## WHAT YOU NEED TO DO:
Return every line below in which "EnvoyConfig" appears.
*** RECORDS FOR THE EXERCISE Section Begins ***
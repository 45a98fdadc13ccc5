//! Common test utilities for all integration tests.
//!
//! Provides YAML manifest fixtures and small helpers for compiling them.

#![allow(dead_code)]
#![allow(clippy::duplicate_mod)]

use routeplane::{compile, CompilerConfig, ConfigSnapshot, ResourceSet, TargetVersion};
use serde_json::Value;

/// Two Mappings sharing a signature plus a higher-priority one
pub const QOTM: &str = r#"
---
apiVersion: getambassador.io/v2
kind: Mapping
metadata:
  name: qotm
spec:
  prefix: /qotm/
  service: qotm
---
apiVersion: getambassador.io/v2
kind: Mapping
metadata:
  name: qotm-canary
spec:
  prefix: /qotm/
  service: qotm-canary
  weight: 10
---
apiVersion: getambassador.io/v2
kind: Mapping
metadata:
  name: slow
spec:
  prefix: /slow/
  service: slow:8080
  timeout_ms: 1500
  priority: 10
"#;

/// Two TLS Hosts, one without a cleartext port, and a host-less Mapping
pub const TLS_HOSTS: &str = r#"
---
apiVersion: getambassador.io/v2
kind: Host
metadata:
  name: tls-only
spec:
  hostname: secure.example.com
  tlsSecret:
    name: secure-cert
  requestPolicy:
    insecure:
      additionalPort: -1
---
apiVersion: getambassador.io/v2
kind: Host
metadata:
  name: routed
spec:
  hostname: open.example.com
  tlsSecret:
    name: open-cert
  requestPolicy:
    insecure:
      action: Route
---
apiVersion: getambassador.io/v2
kind: Mapping
metadata:
  name: secure-only
spec:
  prefix: /secure/
  service: secure
  host: secure.example.com
---
apiVersion: getambassador.io/v2
kind: Mapping
metadata:
  name: everywhere
spec:
  prefix: /shared/
  service: shared
"#;

/// Two TLS Hosts with distinct secrets, one routing and one redirecting
/// cleartext, plus a host-less Mapping
pub const ROUTE_AND_REDIRECT: &str = r#"
---
apiVersion: getambassador.io/v2
kind: Host
metadata:
  name: host-a
spec:
  hostname: a.example.com
  tlsSecret:
    name: a-cert
  requestPolicy:
    insecure:
      action: Route
---
apiVersion: getambassador.io/v2
kind: Host
metadata:
  name: host-b
spec:
  hostname: b.example.com
  tlsSecret:
    name: b-cert
  requestPolicy:
    insecure:
      action: Redirect
---
apiVersion: getambassador.io/v2
kind: Mapping
metadata:
  name: anywhere
spec:
  prefix: /anywhere/
  service: anywhere
"#;

/// A RateLimitService, a Module with default labels and a labelled Mapping
pub const RATE_LIMITED: &str = r#"
---
apiVersion: getambassador.io/v2
kind: RateLimitService
metadata:
  name: ratelimit
spec:
  service: ratelimit:5000
---
apiVersion: getambassador.io/v1
kind: Module
name: ambassador
config:
  default_labels:
    ambassador:
      - descriptor: global
---
apiVersion: getambassador.io/v2
kind: Mapping
metadata:
  name: limited
spec:
  prefix: /limited/
  service: limited
  labels:
    ambassador:
      - descriptor: per-route
        headers: [x-user]
      - {}
"#;

pub fn config(version: TargetVersion) -> CompilerConfig {
    CompilerConfig { target_version: version, ..CompilerConfig::default() }
}

pub fn compile_yaml(manifest: &str, version: TargetVersion) -> ConfigSnapshot {
    let resources = ResourceSet::from_yaml(manifest).expect("manifest decodes");
    compile(&resources, &config(version)).expect("manifest compiles")
}

pub fn document(manifest: &str, version: TargetVersion) -> Value {
    compile_yaml(manifest, version).config.as_value().expect("document renders")
}

/// V2 virtual hosts of the listener on `port`
pub fn v2_virtual_hosts(document: &Value, port: u16) -> Vec<Value> {
    document["static_resources"]["listeners"]
        .as_array()
        .expect("listeners")
        .iter()
        .filter(|l| l["address"]["socket_address"]["port_value"] == port)
        .flat_map(|l| l["filter_chains"].as_array().cloned().unwrap_or_default())
        .flat_map(|chain| {
            chain["filters"][0]["typed_config"]["route_config"]["virtual_hosts"]
                .as_array()
                .cloned()
                .unwrap_or_default()
        })
        .collect()
}

pub fn route_prefixes(routes: &Value) -> Vec<String> {
    routes
        .as_array()
        .expect("routes")
        .iter()
        .filter_map(|r| r["match"]["prefix"].as_str().or(r["prefix"].as_str()))
        .map(str::to_string)
        .collect()
}
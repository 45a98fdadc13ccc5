//! V2 rendering
//!
//! Routes follow the v2 route schema (`match` / `route` / `redirect`),
//! listeners and clusters are nested under `static_resources`.

use super::cluster::Cluster;
use super::listener::{FilterChain, Listener, VirtualHost};
use super::ratelimit_action::RateLimitAction;
use super::route::{format_timeout, Route, RouteAction};
use super::EnvoyConfig;
use crate::errors::Result;
use crate::ir::{AddedHeader, CorsPolicy, SecretInfo};
use serde::Serialize;
use serde_json::{json, Map, Value};

const HCM_FILTER: &str = "envoy.http_connection_manager";
const HCM_TYPE: &str =
    "type.googleapis.com/envoy.config.filter.network.http_connection_manager.v2.HttpConnectionManager";

#[derive(Serialize)]
struct V2Route<'a> {
    #[serde(rename = "match")]
    route_match: V2Match<'a>,
    #[serde(skip_serializing_if = "Option::is_none")]
    route: Option<V2RouteAction<'a>>,
    #[serde(skip_serializing_if = "Option::is_none")]
    redirect: Option<V2Redirect<'a>>,
    #[serde(skip_serializing_if = "Vec::is_empty")]
    request_headers_to_add: Vec<V2HeaderValueOption<'a>>,
}

#[derive(Serialize)]
struct V2Match<'a> {
    #[serde(skip_serializing_if = "Option::is_none")]
    prefix: Option<&'a str>,
    #[serde(skip_serializing_if = "Option::is_none")]
    regex: Option<&'a str>,
    case_sensitive: bool,
    #[serde(skip_serializing_if = "Vec::is_empty")]
    headers: Vec<V2HeaderMatcher<'a>>,
}

#[derive(Serialize)]
struct V2HeaderMatcher<'a> {
    name: &'a str,
    #[serde(skip_serializing_if = "Option::is_none")]
    exact_match: Option<&'a str>,
    #[serde(skip_serializing_if = "Option::is_none")]
    regex_match: Option<&'a str>,
}

#[derive(Serialize)]
struct V2RouteAction<'a> {
    #[serde(skip_serializing_if = "Option::is_none")]
    priority: Option<i32>,
    timeout: String,
    weighted_clusters: V2WeightedClusters<'a>,
    #[serde(skip_serializing_if = "Option::is_none")]
    prefix_rewrite: Option<&'a str>,
    #[serde(skip_serializing_if = "Option::is_none")]
    host_rewrite: Option<&'a str>,
    #[serde(skip_serializing_if = "Option::is_none")]
    auto_host_rewrite: Option<bool>,
    #[serde(skip_serializing_if = "Option::is_none")]
    cors: Option<&'a CorsPolicy>,
    #[serde(skip_serializing_if = "Vec::is_empty")]
    rate_limits: Vec<V2RateLimit>,
}

#[derive(Serialize)]
struct V2WeightedClusters<'a> {
    clusters: Vec<V2ClusterWeight<'a>>,
}

#[derive(Serialize)]
struct V2ClusterWeight<'a> {
    name: &'a str,
    weight: u32,
    #[serde(skip_serializing_if = "Vec::is_empty")]
    request_headers_to_add: Vec<V2HeaderValueOption<'a>>,
}

#[derive(Serialize)]
struct V2HeaderValueOption<'a> {
    header: V2HeaderValue<'a>,
    append: bool,
}

#[derive(Serialize)]
struct V2HeaderValue<'a> {
    key: &'a str,
    value: &'a str,
}

#[derive(Serialize)]
struct V2RateLimit {
    actions: Vec<Value>,
}

#[derive(Serialize)]
struct V2Redirect<'a> {
    host_redirect: &'a str,
    #[serde(skip_serializing_if = "Option::is_none")]
    path_redirect: Option<&'a str>,
}

fn header_options(headers: &[AddedHeader]) -> Vec<V2HeaderValueOption<'_>> {
    headers
        .iter()
        .map(|h| V2HeaderValueOption {
            header: V2HeaderValue { key: &h.key, value: &h.value },
            append: h.append,
        })
        .collect()
}

fn action(action: &RateLimitAction) -> Value {
    let body = match action {
        RateLimitAction::GenericKey { descriptor_value } => {
            json!({ "descriptor_value": descriptor_value })
        }
        RateLimitAction::RequestHeaders { header_name, descriptor_key } => {
            json!({ "header_name": header_name, "descriptor_key": descriptor_key })
        }
        _ => json!({}),
    };

    let mut entry = Map::new();
    entry.insert(action.type_name().to_string(), body);
    Value::Object(entry)
}

fn route_view(route: &Route) -> V2Route<'_> {
    let path = &route.route_match.path;
    let is_prefix = path.field() == "prefix";

    let route_match = V2Match {
        prefix: is_prefix.then(|| path.value()),
        regex: (!is_prefix).then(|| path.value()),
        case_sensitive: route.route_match.case_sensitive,
        headers: route
            .route_match
            .headers
            .iter()
            .map(|h| V2HeaderMatcher {
                name: &h.name,
                exact_match: (!h.regex).then_some(h.value.as_str()),
                regex_match: h.regex.then_some(h.value.as_str()),
            })
            .collect(),
    };

    let (action_view, redirect) = match &route.action {
        RouteAction::Forward(forward) => (
            Some(V2RouteAction {
                priority: forward.priority,
                timeout: forward.timeout(),
                weighted_clusters: V2WeightedClusters {
                    clusters: forward
                        .clusters
                        .iter()
                        .map(|c| V2ClusterWeight {
                            name: &c.name,
                            weight: c.weight,
                            request_headers_to_add: header_options(&c.request_headers_to_add),
                        })
                        .collect(),
                },
                prefix_rewrite: forward.prefix_rewrite.as_deref(),
                host_rewrite: forward.host_rewrite.as_deref(),
                auto_host_rewrite: forward.auto_host_rewrite,
                cors: forward.cors.as_ref(),
                rate_limits: forward
                    .rate_limits
                    .iter()
                    .map(|rl| V2RateLimit { actions: rl.actions.iter().map(action).collect() })
                    .collect(),
            }),
            None,
        ),
        RouteAction::Redirect(target) => (
            None,
            Some(V2Redirect {
                host_redirect: &target.host_redirect,
                path_redirect: target.path_redirect.as_deref(),
            }),
        ),
    };

    V2Route {
        route_match,
        route: action_view,
        redirect,
        request_headers_to_add: header_options(&route.request_headers_to_add),
    }
}

/// Render one route
pub fn render_route(route: &Route) -> Result<Value> {
    Ok(serde_json::to_value(route_view(route))?)
}

fn render_secret(secret: &SecretInfo) -> Value {
    let mut params = Map::new();
    if let Some(min) = secret.min_tls_version {
        params.insert("tls_minimum_protocol_version".to_string(), json!(min.protocol_name()));
    }
    if let Some(max) = secret.max_tls_version {
        params.insert("tls_maximum_protocol_version".to_string(), json!(max.protocol_name()));
    }

    let mut common = Map::new();
    common.insert(
        "tls_certificate_sds_secret_configs".to_string(),
        json!([{ "name": format!("{}.{}", secret.secret, secret.namespace) }]),
    );
    if !params.is_empty() {
        common.insert("tls_params".to_string(), Value::Object(params));
    }

    json!({ "common_tls_context": common })
}

fn render_virtual_host(vhost: &VirtualHost) -> Result<Value> {
    let routes = vhost.routes.iter().map(|r| render_route(r)).collect::<Result<Vec<_>>>()?;

    let mut rendered = Map::new();
    rendered.insert("name".to_string(), json!(vhost.name));
    rendered.insert("domains".to_string(), json!(vhost.domains));
    if vhost.require_tls {
        rendered.insert("require_tls".to_string(), json!("ALL"));
    }
    rendered.insert("routes".to_string(), Value::Array(routes));
    Ok(Value::Object(rendered))
}

fn render_filter_chain(listener: &Listener, chain: &FilterChain) -> Result<Value> {
    let virtual_hosts = chain
        .virtual_hosts
        .iter()
        .map(|vh| render_virtual_host(vh))
        .collect::<Result<Vec<_>>>()?;

    let mut http_filters = Vec::new();
    if listener.cors_filter {
        http_filters.push(json!({ "name": "envoy.cors" }));
    }
    if listener.ratelimit_filter {
        http_filters.push(json!({ "name": "envoy.rate_limit" }));
    }
    http_filters.push(json!({ "name": "envoy.router" }));

    let mut hcm = Map::new();
    hcm.insert("@type".to_string(), json!(HCM_TYPE));
    hcm.insert("stat_prefix".to_string(), json!("ingress_http"));
    if !listener.header_case_rules.is_empty() {
        hcm.insert(
            "http_protocol_options".to_string(),
            json!({ "header_key_format": { "custom": { "rules": listener.header_case_rules } } }),
        );
    }
    hcm.insert("http_filters".to_string(), Value::Array(http_filters));
    hcm.insert("route_config".to_string(), json!({ "virtual_hosts": virtual_hosts }));

    let mut rendered = Map::new();
    if !chain.server_names.is_empty() {
        rendered.insert(
            "filter_chain_match".to_string(),
            json!({ "server_names": chain.server_names }),
        );
    }
    if let Some(secret) = &chain.tls {
        rendered.insert("tls_context".to_string(), render_secret(secret));
    }
    rendered.insert(
        "filters".to_string(),
        json!([{ "name": HCM_FILTER, "typed_config": hcm }]),
    );
    Ok(Value::Object(rendered))
}

fn render_listener(listener: &Listener) -> Result<Value> {
    let chains = listener
        .filter_chains
        .iter()
        .map(|chain| render_filter_chain(listener, chain))
        .collect::<Result<Vec<_>>>()?;

    Ok(json!({
        "name": listener.name,
        "address": {
            "socket_address": { "address": listener.address, "port_value": listener.port }
        },
        "filter_chains": chains,
    }))
}

fn render_cluster(cluster: &Cluster) -> Value {
    let mut rendered = Map::new();
    rendered.insert("name".to_string(), json!(cluster.name));
    rendered.insert("connect_timeout".to_string(), json!(format_timeout(cluster.connect_timeout_ms)));
    rendered.insert("type".to_string(), json!("STRICT_DNS"));
    rendered.insert("lb_policy".to_string(), json!("ROUND_ROBIN"));
    rendered.insert(
        "load_assignment".to_string(),
        json!({
            "cluster_name": cluster.name,
            "endpoints": [{
                "lb_endpoints": [{
                    "endpoint": {
                        "address": {
                            "socket_address": {
                                "address": cluster.host,
                                "port_value": cluster.port,
                                "protocol": "TCP"
                            }
                        }
                    }
                }]
            }]
        }),
    );
    if cluster.tls {
        rendered.insert("tls_context".to_string(), json!({}));
    }
    if cluster.proper_case {
        rendered.insert(
            "http_protocol_options".to_string(),
            json!({ "header_key_format": { "proper_case_words": {} } }),
        );
    }
    Value::Object(rendered)
}

/// Render the whole document
pub fn render(config: &EnvoyConfig) -> Result<Value> {
    let routes = config.routes.iter().map(|r| render_route(r)).collect::<Result<Vec<_>>>()?;

    let sni_routes = config
        .sni_routes
        .iter()
        .map(|sni| -> Result<Value> {
            Ok(json!({
                "route": render_route(&sni.route)?,
                "info": { "hosts": sni.info.hosts, "secret_info": sni.info.secret_info },
            }))
        })
        .collect::<Result<Vec<_>>>()?;

    let listeners = config.listeners.iter().map(render_listener).collect::<Result<Vec<_>>>()?;
    let clusters: Vec<Value> = config.clusters.iter().map(|c| render_cluster(c)).collect();

    let mut document = Map::new();
    document.insert("version".to_string(), json!(config.version));
    document.insert("routes".to_string(), Value::Array(routes));
    document.insert("sni_routes".to_string(), Value::Array(sni_routes));
    document.insert(
        "static_resources".to_string(),
        json!({ "listeners": listeners, "clusters": clusters }),
    );
    if let Some(rls) = &config.ratelimit {
        document.insert(
            "ratelimit".to_string(),
            json!({
                "domain": rls.domain,
                "cluster": rls.cluster,
                "timeout": format_timeout(rls.timeout_ms),
            }),
        );
    }

    Ok(Value::Object(document))
}
//! Module spec: process-wide default policy

use super::cors::CorsSpec;
use super::mapping::RateLimitLabelSpec;
use serde::{Deserialize, Serialize};
use serde_json::Value;
use std::collections::BTreeMap;

/// Name of the Module that carries global defaults
pub const GLOBAL_MODULE_NAME: &str = "ambassador";

#[derive(Debug, Clone, Default, PartialEq, Serialize, Deserialize)]
pub struct ModuleSpec {
    #[serde(default)]
    pub config: ModuleConfig,
}

/// Recognized Module options
///
/// `header_case_overrides` stays semi-structured: candidates that are not
/// header-name strings are dropped when rules are built, never at decode time.
#[derive(Debug, Clone, Default, PartialEq, Serialize, Deserialize)]
pub struct ModuleConfig {
    #[serde(default)]
    pub cors: Option<CorsSpec>,

    #[serde(default)]
    pub header_case_overrides: Option<Value>,

    #[serde(default)]
    pub proper_case: bool,

    #[serde(default)]
    pub default_label_domain: Option<String>,

    #[serde(default)]
    pub default_labels: BTreeMap<String, Vec<RateLimitLabelSpec>>,

    #[serde(default)]
    pub add_linkerd_headers: Option<bool>,
}

impl ModuleConfig {
    /// Raw override candidates; anything but a list means "disabled"
    pub fn header_case_candidates(&self) -> Vec<Value> {
        match &self.header_case_overrides {
            Some(Value::Array(items)) => items.clone(),
            _ => Vec::new(),
        }
    }
}

#[cfg(test)]
mod tests {
    use super::*;
    use serde_json::json;

    #[test]
    fn test_keeps_mixed_override_candidates() {
        let module: ModuleSpec = serde_json::from_value(json!({
            "config": {"header_case_overrides": ["X-ABC", "x-foo", 5, {}]}
        }))
        .unwrap();

        assert_eq!(module.config.header_case_candidates().len(), 4);
        assert!(!module.config.proper_case);
    }

    #[test]
    fn test_disabled_overrides_yield_no_candidates() {
        let module: ModuleSpec =
            serde_json::from_value(json!({"config": {"header_case_overrides": false}})).unwrap();
        assert!(module.config.header_case_candidates().is_empty());

        let empty: ModuleSpec = serde_json::from_value(json!({})).unwrap();
        assert!(empty.config.header_case_candidates().is_empty());
    }
}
*** RECORDS FOR THE EXERCISE Section Ends ***
## ANSWER:
use super::EnvoyConfig;
pub fn render(config: &EnvoyConfig) -> Result<Value> {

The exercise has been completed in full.